**Try it:** All of the records are to be copied out exactly, with nothing left out.

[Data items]

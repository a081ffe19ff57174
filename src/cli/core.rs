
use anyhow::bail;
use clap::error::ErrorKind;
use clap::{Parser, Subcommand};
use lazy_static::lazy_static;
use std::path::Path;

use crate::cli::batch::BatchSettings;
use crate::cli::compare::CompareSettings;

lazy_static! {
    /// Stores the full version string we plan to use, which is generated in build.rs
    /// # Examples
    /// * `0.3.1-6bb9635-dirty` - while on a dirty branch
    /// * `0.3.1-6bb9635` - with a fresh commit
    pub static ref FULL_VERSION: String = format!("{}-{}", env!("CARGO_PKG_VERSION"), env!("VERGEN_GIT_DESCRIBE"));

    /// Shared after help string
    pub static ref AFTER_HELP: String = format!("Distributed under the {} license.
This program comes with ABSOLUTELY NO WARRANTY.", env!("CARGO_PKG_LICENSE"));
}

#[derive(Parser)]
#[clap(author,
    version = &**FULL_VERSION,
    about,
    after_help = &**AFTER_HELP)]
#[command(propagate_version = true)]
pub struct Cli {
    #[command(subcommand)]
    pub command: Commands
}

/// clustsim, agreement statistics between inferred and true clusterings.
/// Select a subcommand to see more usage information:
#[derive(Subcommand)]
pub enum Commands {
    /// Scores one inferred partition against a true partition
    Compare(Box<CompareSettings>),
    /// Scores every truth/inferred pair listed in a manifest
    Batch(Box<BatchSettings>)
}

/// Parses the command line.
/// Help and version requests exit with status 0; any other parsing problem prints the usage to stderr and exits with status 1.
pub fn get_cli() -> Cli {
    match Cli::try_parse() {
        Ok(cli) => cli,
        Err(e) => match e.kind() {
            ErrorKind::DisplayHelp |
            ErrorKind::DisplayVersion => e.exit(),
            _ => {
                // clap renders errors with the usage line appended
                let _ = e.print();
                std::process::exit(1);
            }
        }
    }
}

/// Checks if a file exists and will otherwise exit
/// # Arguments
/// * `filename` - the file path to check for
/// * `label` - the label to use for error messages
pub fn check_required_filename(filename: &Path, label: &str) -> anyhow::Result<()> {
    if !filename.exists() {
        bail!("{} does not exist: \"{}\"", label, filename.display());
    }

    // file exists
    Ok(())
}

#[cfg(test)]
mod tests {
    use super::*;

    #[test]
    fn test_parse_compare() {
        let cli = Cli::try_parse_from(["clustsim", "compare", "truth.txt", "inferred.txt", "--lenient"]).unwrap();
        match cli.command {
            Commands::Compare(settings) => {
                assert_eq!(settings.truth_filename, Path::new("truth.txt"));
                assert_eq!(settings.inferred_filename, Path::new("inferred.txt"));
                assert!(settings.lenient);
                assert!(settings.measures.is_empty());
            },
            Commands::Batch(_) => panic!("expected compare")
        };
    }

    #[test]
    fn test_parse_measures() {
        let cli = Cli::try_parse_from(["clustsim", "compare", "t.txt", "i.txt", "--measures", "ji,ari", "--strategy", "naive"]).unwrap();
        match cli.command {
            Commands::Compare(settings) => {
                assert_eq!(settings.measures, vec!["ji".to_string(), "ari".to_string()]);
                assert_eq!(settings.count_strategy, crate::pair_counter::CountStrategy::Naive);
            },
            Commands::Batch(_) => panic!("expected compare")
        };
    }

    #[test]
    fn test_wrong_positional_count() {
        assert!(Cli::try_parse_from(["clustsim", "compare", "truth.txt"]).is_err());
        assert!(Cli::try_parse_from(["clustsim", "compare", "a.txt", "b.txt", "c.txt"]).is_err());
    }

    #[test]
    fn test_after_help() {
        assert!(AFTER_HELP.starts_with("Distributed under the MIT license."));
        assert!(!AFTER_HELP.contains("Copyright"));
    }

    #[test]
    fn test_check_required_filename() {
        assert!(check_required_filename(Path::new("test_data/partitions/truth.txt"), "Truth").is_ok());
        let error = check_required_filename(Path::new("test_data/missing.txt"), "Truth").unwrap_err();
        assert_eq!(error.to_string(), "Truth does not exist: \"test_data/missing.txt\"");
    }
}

**Response:**
repository a081ffe19ff57174
filename src/cli/core.rs

use anyhow::bail;
use clap::error::ErrorKind;
use clap::{Parser, Subcommand};
use lazy_static::lazy_static;
use std::path::Path;

use crate::cli::batch::BatchSettings;
use crate::cli::compare::CompareSettings;

lazy_static! {
    /// Stores the full version string we plan to use, which is generated in build.rs
    /// # Examples
    /// * `0.3.1-6bb9635-dirty` - while on a dirty branch
    /// * `0.3.1-6bb9635` - with a fresh commit
    pub static ref FULL_VERSION: String = format!("{}-{}", env!("CARGO_PKG_VERSION"), env!("VERGEN_GIT_DESCRIBE"));

    /// Shared after help string
    pub static ref AFTER_HELP: String = format!("Distributed under the {} license.
This program comes with ABSOLUTELY NO WARRANTY.", env!("CARGO_PKG_LICENSE"));
}

#[derive(Parser)]
#[clap(author,
    version = &**FULL_VERSION,
    about,
    after_help = &**AFTER_HELP)]
#[command(propagate_version = true)]
pub struct Cli {
    #[command(subcommand)]
    pub command: Commands
}

/// clustsim, agreement statistics between inferred and true clusterings.
/// Select a subcommand to see more usage information:
#[derive(Subcommand)]
pub enum Commands {
    /// Scores one inferred partition against a true partition
    Compare(Box<CompareSettings>),
    /// Scores every truth/inferred pair listed in a manifest
    Batch(Box<BatchSettings>)
}

/// Parses the command line.
/// Help and version requests exit with status 0; any other parsing problem prints the usage to stderr and exits with status 1.
pub fn get_cli() -> Cli {
    match Cli::try_parse() {
        Ok(cli) => cli,
        Err(e) => match e.kind() {
            ErrorKind::DisplayHelp |
            ErrorKind::DisplayVersion => e.exit(),
            _ => {
                // clap renders errors with the usage line appended
                let _ = e.print();
                std::process::exit(1);
            }
        }
    }
}

/// Checks if a file exists and will otherwise exit
/// # Arguments
/// * `filename` - the file path to check for
/// * `label` - the label to use for error messages
pub fn check_required_filename(filename: &Path, label: &str) -> anyhow::Result<()> {
    if !filename.exists() {
        bail!("{} does not exist: \"{}\"", label, filename.display());
    }

    // file exists
    Ok(())
}

#[cfg(test)]
mod tests {
    use super::*;

    #[test]
    fn test_parse_compare() {
        let cli = Cli::try_parse_from(["clustsim", "compare", "truth.txt", "inferred.txt", "--lenient"]).unwrap();
        match cli.command {
            Commands::Compare(settings) => {
                assert_eq!(settings.truth_filename, Path::new("truth.txt"));
                assert_eq!(settings.inferred_filename, Path::new("inferred.txt"));
                assert!(settings.lenient);
                assert!(settings.measures.is_empty());
            },
            Commands::Batch(_) => panic!("expected compare")
        };
    }

    #[test]
    fn test_parse_measures() {
        let cli = Cli::try_parse_from(["clustsim", "compare", "t.txt", "i.txt", "--measures", "ji,ari", "--strategy", "naive"]).unwrap();
        match cli.command {
            Commands::Compare(settings) => {
                assert_eq!(settings.measures, vec!["ji".to_string(), "ari".to_string()]);
                assert_eq!(settings.count_strategy, crate::pair_counter::CountStrategy::Naive);
            },
            Commands::Batch(_) => panic!("expected compare")
        };
    }

    #[test]
    fn test_wrong_positional_count() {
        assert!(Cli::try_parse_from(["clustsim", "compare", "truth.txt"]).is_err());
        assert!(Cli::try_parse_from(["clustsim", "compare", "a.txt", "b.txt", "c.txt"]).is_err());
    }

    #[test]
    fn test_after_help() {
        assert!(AFTER_HELP.starts_with("Distributed under the MIT license."));
        assert!(!AFTER_HELP.contains("Copyright"));
    }

    #[test]
    fn test_check_required_filename() {
        assert!(check_required_filename(Path::new("test_data/partitions/truth.txt"), "Truth").is_ok());
        let error = check_required_filename(Path::new("test_data/missing.txt"), "Truth").unwrap_err();
        assert_eq!(error.to_string(), "Truth does not exist: \"test_data/missing.txt\"");
    }
}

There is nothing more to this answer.